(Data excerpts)
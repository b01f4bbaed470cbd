//! Configuration file loading.

use crate::config::{Config, validate_config};
use crate::error::{Error, Result};
use std::path::Path;

/// Load configuration from a TOML file.
///
/// Returns default config if the file does not exist. The loaded
/// configuration is validated before it is returned.
pub fn load_config_file(path: &Path) -> Result<Config> {
    if !path.exists() {
        return Ok(Config::default());
    }

    let contents = std::fs::read_to_string(path).map_err(|e| Error::ConfigRead {
        path: path.to_path_buf(),
        source: e,
    })?;

    let config: Config = toml::from_str(&contents).map_err(|e| Error::ConfigParse {
        path: path.to_path_buf(),
        source: e,
    })?;

    validate_config(&config)?;
    Ok(config)
}

/// Load configuration from the default platform-specific path.
///
/// Returns default config if no config file exists.
pub fn load_default_config() -> Result<Config> {
    super::config_file_path().map_or_else(|_| Ok(Config::default()), |path| load_config_file(&path))
}

/// Save configuration to a TOML file.
pub fn save_config(config: &Config, path: &Path) -> Result<()> {
    // Create parent directories if they don't exist
    if let Some(parent) = path.parent() {
        std::fs::create_dir_all(parent).map_err(|e| Error::ConfigWrite {
            path: path.to_path_buf(),
            source: e,
        })?;
    }

    let contents = toml::to_string_pretty(config).map_err(|e| Error::ConfigSerialize { source: e })?;

    std::fs::write(path, contents).map_err(|e| Error::ConfigWrite {
        path: path.to_path_buf(),
        source: e,
    })
}

/// Save configuration to the default platform-specific path.
pub fn save_default_config(config: &Config) -> Result<std::path::PathBuf> {
    let path = super::config_file_path()?;
    save_config(config, &path)?;
    Ok(path)
}

#[cfg(test)]
#[allow(clippy::unwrap_used, clippy::float_cmp)]
mod tests {
    use super::*;
    use crate::config::OutputFormat;
    use std::io::Write;
    use tempfile::{NamedTempFile, tempdir};

    #[test]
    fn test_load_nonexistent_file_returns_default() {
        let path = Path::new("/nonexistent/path/config.toml");
        let config = load_config_file(path).unwrap();
        assert_eq!(config.filter.confidence_threshold, 0.05);
        assert!(config.output.group_by.is_none());
    }

    #[test]
    fn test_load_valid_config() {
        let mut file = NamedTempFile::new().unwrap();
        writeln!(
            file,
            r#"
[filter]
confidence_threshold = 0.25
species_spacing_minutes = 10.0

[output]
format = "csv"
group_by = "device_id"
"#
        )
        .unwrap();

        let config = load_config_file(file.path()).unwrap();
        assert_eq!(config.filter.confidence_threshold, 0.25);
        assert_eq!(config.filter.species_spacing_minutes, 10.0);
        // Unset keys keep their defaults
        assert_eq!(config.filter.detection_rate_limit, 50.0);
        assert_eq!(config.output.format, OutputFormat::Csv);
        assert_eq!(config.output.group_by.as_deref(), Some("device_id"));
    }

    #[test]
    fn test_load_invalid_toml_returns_error() {
        let mut file = NamedTempFile::new().unwrap();
        writeln!(file, "this is not valid toml {{{{").unwrap();

        let result = load_config_file(file.path());
        assert!(matches!(result, Err(Error::ConfigParse { .. })));
    }

    #[test]
    fn test_load_out_of_range_values_rejected() {
        let mut file = NamedTempFile::new().unwrap();
        writeln!(file, "[filter]\nconfidence_threshold = 2.0").unwrap();

        let result = load_config_file(file.path());
        assert!(matches!(result, Err(Error::ConfigValidation { .. })));
    }

    #[test]
    fn test_save_then_load() {
        let dir = tempdir().unwrap();
        let path = dir.path().join("nested").join("config.toml");

        let mut config = Config::default();
        config.filter.session_min_duration_minutes = 3.0;
        save_config(&config, &path).unwrap();

        let loaded = load_config_file(&path).unwrap();
        assert_eq!(loaded.filter.session_min_duration_minutes, 3.0);
    }
}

Exercise description
Reproduce the data shown above exactly.

Response to this task
repository b01f4bbaed470cbd
//! Configuration file loading.

use crate::config::{Config, validate_config};
use crate::error::{Error, Result};
use std::path::Path;

/// Load configuration from a TOML file.
///
/// Returns default config if the file does not exist. The loaded
/// configuration is validated before it is returned.
pub fn load_config_file(path: &Path) -> Result<Config> {
    if !path.exists() {
        return Ok(Config::default());
    }

    let contents = std::fs::read_to_string(path).map_err(|e| Error::ConfigRead {
        path: path.to_path_buf(),
        source: e,
    })?;

    let config: Config = toml::from_str(&contents).map_err(|e| Error::ConfigParse {
        path: path.to_path_buf(),
        source: e,
    })?;

    validate_config(&config)?;
    Ok(config)
}

/// Load configuration from the default platform-specific path.
///
/// Returns default config if no config file exists.
pub fn load_default_config() -> Result<Config> {
    super::config_file_path().map_or_else(|_| Ok(Config::default()), |path| load_config_file(&path))
}

/// Save configuration to a TOML file.
pub fn save_config(config: &Config, path: &Path) -> Result<()> {
    // Create parent directories if they don't exist
    if let Some(parent) = path.parent() {
        std::fs::create_dir_all(parent).map_err(|e| Error::ConfigWrite {
            path: path.to_path_buf(),
            source: e,
        })?;
    }

    let contents = toml::to_string_pretty(config).map_err(|e| Error::ConfigSerialize { source: e })?;

    std::fs::write(path, contents).map_err(|e| Error::ConfigWrite {
        path: path.to_path_buf(),
        source: e,
    })
}

/// Save configuration to the default platform-specific path.
pub fn save_default_config(config: &Config) -> Result<std::path::PathBuf> {
    let path = super::config_file_path()?;
    save_config(config, &path)?;
    Ok(path)
}

#[cfg(test)]
#[allow(clippy::unwrap_used, clippy::float_cmp)]
mod tests {
    use super::*;
    use crate::config::OutputFormat;
    use std::io::Write;
    use tempfile::{NamedTempFile, tempdir};

    #[test]
    fn test_load_nonexistent_file_returns_default() {
        let path = Path::new("/nonexistent/path/config.toml");
        let config = load_config_file(path).unwrap();
        assert_eq!(config.filter.confidence_threshold, 0.05);
        assert!(config.output.group_by.is_none());
    }

    #[test]
    fn test_load_valid_config() {
        let mut file = NamedTempFile::new().unwrap();
        writeln!(
            file,
            r#"
[filter]
confidence_threshold = 0.25
species_spacing_minutes = 10.0

[output]
format = "csv"
group_by = "device_id"
"#
        )
        .unwrap();

        let config = load_config_file(file.path()).unwrap();
        assert_eq!(config.filter.confidence_threshold, 0.25);
        assert_eq!(config.filter.species_spacing_minutes, 10.0);
        // Unset keys keep their defaults
        assert_eq!(config.filter.detection_rate_limit, 50.0);
        assert_eq!(config.output.format, OutputFormat::Csv);
        assert_eq!(config.output.group_by.as_deref(), Some("device_id"));
    }

    #[test]
    fn test_load_invalid_toml_returns_error() {
        let mut file = NamedTempFile::new().unwrap();
        writeln!(file, "this is not valid toml {{{{").unwrap();

        let result = load_config_file(file.path());
        assert!(matches!(result, Err(Error::ConfigParse { .. })));
    }

    #[test]
    fn test_load_out_of_range_values_rejected() {
        let mut file = NamedTempFile::new().unwrap();
        writeln!(file, "[filter]\nconfidence_threshold = 2.0").unwrap();

        let result = load_config_file(file.path());
        assert!(matches!(result, Err(Error::ConfigValidation { .. })));
    }

    #[test]
    fn test_save_then_load() {
        let dir = tempdir().unwrap();
        let path = dir.path().join("nested").join("config.toml");

        let mut config = Config::default();
        config.filter.session_min_duration_minutes = 3.0;
        save_config(&config, &path).unwrap();

        let loaded = load_config_file(&path).unwrap();
        assert_eq!(loaded.filter.session_min_duration_minutes, 3.0);
    }
}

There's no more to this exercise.